Yan-Chiu Leung played a variety of Sheng ( a free reed Chinese wind instrument)
Mike Cooper -
www.cooparia.com
Leung Yan Chiu -
www.facebook.com/LeungYanChiu
Anthony Yeung -
www.aymastering.com
Soundpocket -
www.soundpocket.org.
REVIEWS
"Astonishing guitar work from Mike Cooper on Right (H)ear Side by Side (LINEAR OBSESSIONAL RECORDINGS LOR043), and we should expect no less from this English veteran prodigy of guitar manipulation who has played on a large number of records from the early 1970s onwards, not all of them “free improvisation” even, yet is rarely mentioned in same breath as Derek Bailey. He’s joined by Yan-Chiu Leung on the sheng and the music was recorded at a 2013 festival in Hong Kong.
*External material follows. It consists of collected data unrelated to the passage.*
//! Repository for the `clients` table.

use gigboard_core::types::DbId;
use sqlx::SqlitePool;

use crate::models::client::{Client, CreateClient};

/// Column list shared across queries to avoid repetition.
const COLUMNS: &str = "id, name, email, company, created_at, updated_at";

/// Provides read access to clients, plus inserts for seeding.
pub struct ClientRepo;

impl ClientRepo {
    /// Insert a new client, returning the created row.
    pub async fn create(pool: &SqlitePool, input: &CreateClient) -> Result<Client, sqlx::Error> {
        let query = format!(
            "INSERT INTO clients (name, email, company)
             VALUES (?1, ?2, ?3)
             RETURNING {COLUMNS}"
        );
        sqlx::query_as::<_, Client>(&query)
            .bind(&input.name)
            .bind(&input.email)
            .bind(&input.company)
            .fetch_one(pool)
            .await
    }

    /// Find a client by its internal ID.
    pub async fn find_by_id(pool: &SqlitePool, id: DbId) -> Result<Option<Client>, sqlx::Error> {
        let query = format!("SELECT {COLUMNS} FROM clients WHERE id = ?1");
        sqlx::query_as::<_, Client>(&query)
            .bind(id)
            .fetch_optional(pool)
            .await
    }

    /// List all clients in storage order.
    pub async fn list(pool: &SqlitePool) -> Result<Vec<Client>, sqlx::Error> {
        let query = format!("SELECT {COLUMNS} FROM clients ORDER BY id");
        sqlx::query_as::<_, Client>(&query).fetch_all(pool).await
    }

    /// Whether a client with the given ID exists.
    pub async fn exists(pool: &SqlitePool, id: DbId) -> Result<bool, sqlx::Error> {
        let count: i64 = sqlx::query_scalar("SELECT COUNT(*) FROM clients WHERE id = ?1")
            .bind(id)
            .fetch_one(pool)
            .await?;
        Ok(count > 0)
    }
}
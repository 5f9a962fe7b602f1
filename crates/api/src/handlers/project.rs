//! Handlers for the `/projects` resource.
//!
//! Create and update bodies are validated against the project field
//! allow-list before anything is written, and both referenced parties are
//! checked so a bad id produces a readable message rather than a raw
//! constraint failure.

use axum::extract::State;
use axum::http::StatusCode;
use axum::Json;
use gigboard_core::error::CoreError;
use gigboard_core::types::DbId;
use gigboard_db::models::project::{CreateProject, ProjectDetail, UpdateProject};
use gigboard_db::repositories::{ClientRepo, FreelancerRepo, ProjectRepo};
use gigboard_db::DbPool;

use crate::error::{AppError, AppResult};
use crate::extract::{FieldInput, IdPath};
use crate::response::MessageResponse;
use crate::state::AppState;

fn not_found(id: DbId) -> AppError {
    AppError::Core(CoreError::NotFound {
        entity: "project",
        id,
    })
}

/// Fail with one message per referenced freelancer/client that does not exist.
async fn ensure_parties_exist(
    pool: &DbPool,
    freelancer_id: Option<DbId>,
    client_id: Option<DbId>,
) -> AppResult<()> {
    let mut missing = Vec::new();

    if let Some(id) = freelancer_id {
        if !FreelancerRepo::exists(pool, id).await? {
            missing.push(format!("freelancer {id} does not exist"));
        }
    }
    if let Some(id) = client_id {
        if !ClientRepo::exists(pool, id).await? {
            missing.push(format!("client {id} does not exist"));
        }
    }

    if missing.is_empty() {
        Ok(())
    } else {
        Err(AppError::Core(CoreError::Validation(missing)))
    }
}

/// GET /projects
pub async fn list(State(state): State<AppState>) -> AppResult<Json<Vec<ProjectDetail>>> {
    let projects = ProjectRepo::list(&state.pool).await?;
    Ok(Json(projects))
}

/// POST /projects
pub async fn create(
    State(state): State<AppState>,
    FieldInput(fields): FieldInput,
) -> AppResult<(StatusCode, Json<ProjectDetail>)> {
    let input = CreateProject::from_fields(&fields)?;
    ensure_parties_exist(&state.pool, Some(input.freelancer_id), Some(input.client_id)).await?;

    let project = ProjectRepo::create(&state.pool, &input).await?;
    tracing::info!(
        project_id = project.project.id,
        freelancer_id = project.freelancer.id,
        client_id = project.client.id,
        "Project created"
    );
    Ok((StatusCode::CREATED, Json(project)))
}

/// GET /projects/{id}
pub async fn get_by_id(
    State(state): State<AppState>,
    IdPath(id): IdPath,
) -> AppResult<Json<ProjectDetail>> {
    let project = ProjectRepo::find_by_id(&state.pool, id)
        .await?
        .ok_or_else(|| not_found(id))?;
    Ok(Json(project))
}

/// PATCH /projects/{id}
///
/// Checks run in order: the project exists (404), the submitted fields are
/// valid (400), referenced parties exist (400). The row is only written once
/// all of them pass.
pub async fn update(
    State(state): State<AppState>,
    IdPath(id): IdPath,
    FieldInput(fields): FieldInput,
) -> AppResult<Json<ProjectDetail>> {
    if !ProjectRepo::exists(&state.pool, id).await? {
        return Err(not_found(id));
    }

    let input = UpdateProject::from_fields(&fields)?;
    ensure_parties_exist(&state.pool, input.freelancer_id, input.client_id).await?;

    let project = ProjectRepo::update(&state.pool, id, &input)
        .await?
        .ok_or_else(|| not_found(id))?;
    tracing::info!(project_id = id, "Project updated");
    Ok(Json(project))
}

/// DELETE /projects/{id}
pub async fn delete(
    State(state): State<AppState>,
    IdPath(id): IdPath,
) -> AppResult<Json<MessageResponse>> {
    let deleted = ProjectRepo::delete(&state.pool, id).await?;
    if deleted {
        tracing::info!(project_id = id, "Project deleted");
        Ok(Json(MessageResponse::new("record successfully deleted")))
    } else {
        Err(not_found(id))
    }
}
On ‘Hong Kong 1’ Cooper plays a variety of styles – atonal free improvisation into blues-based riffing and out again – before settling into an eerie textured drone with throbbing pulsations as if trying to recreate a slew of Tangerine Dream LPs with a single set-up, which includes a resophonic guitar, a sampler, a delay pedal, a fuzz box and something called the Kaos Pad. Further blues mannerisms surface on ‘Hong Kong 3’ along with a distressed harmonica, in a minimalist oriental-style portrait of bleakness where the bittersweet interplay with Leung’s sheng is enough to give a grown man a shivering fit. If that doesn’t satisfy you, the sheer inscrutable bizarreness of ‘Hong Kong 4’ will have you finishing your imported beer, asking the waiter to bring you your bill…and a straitjacket. What dissonant eruptions, what metorasured yet devastating manipulation of the strings into the X-dimension. An unassuming CDR which contains wild music fit to rank with any of Fred Frith’s 1980s noisier works."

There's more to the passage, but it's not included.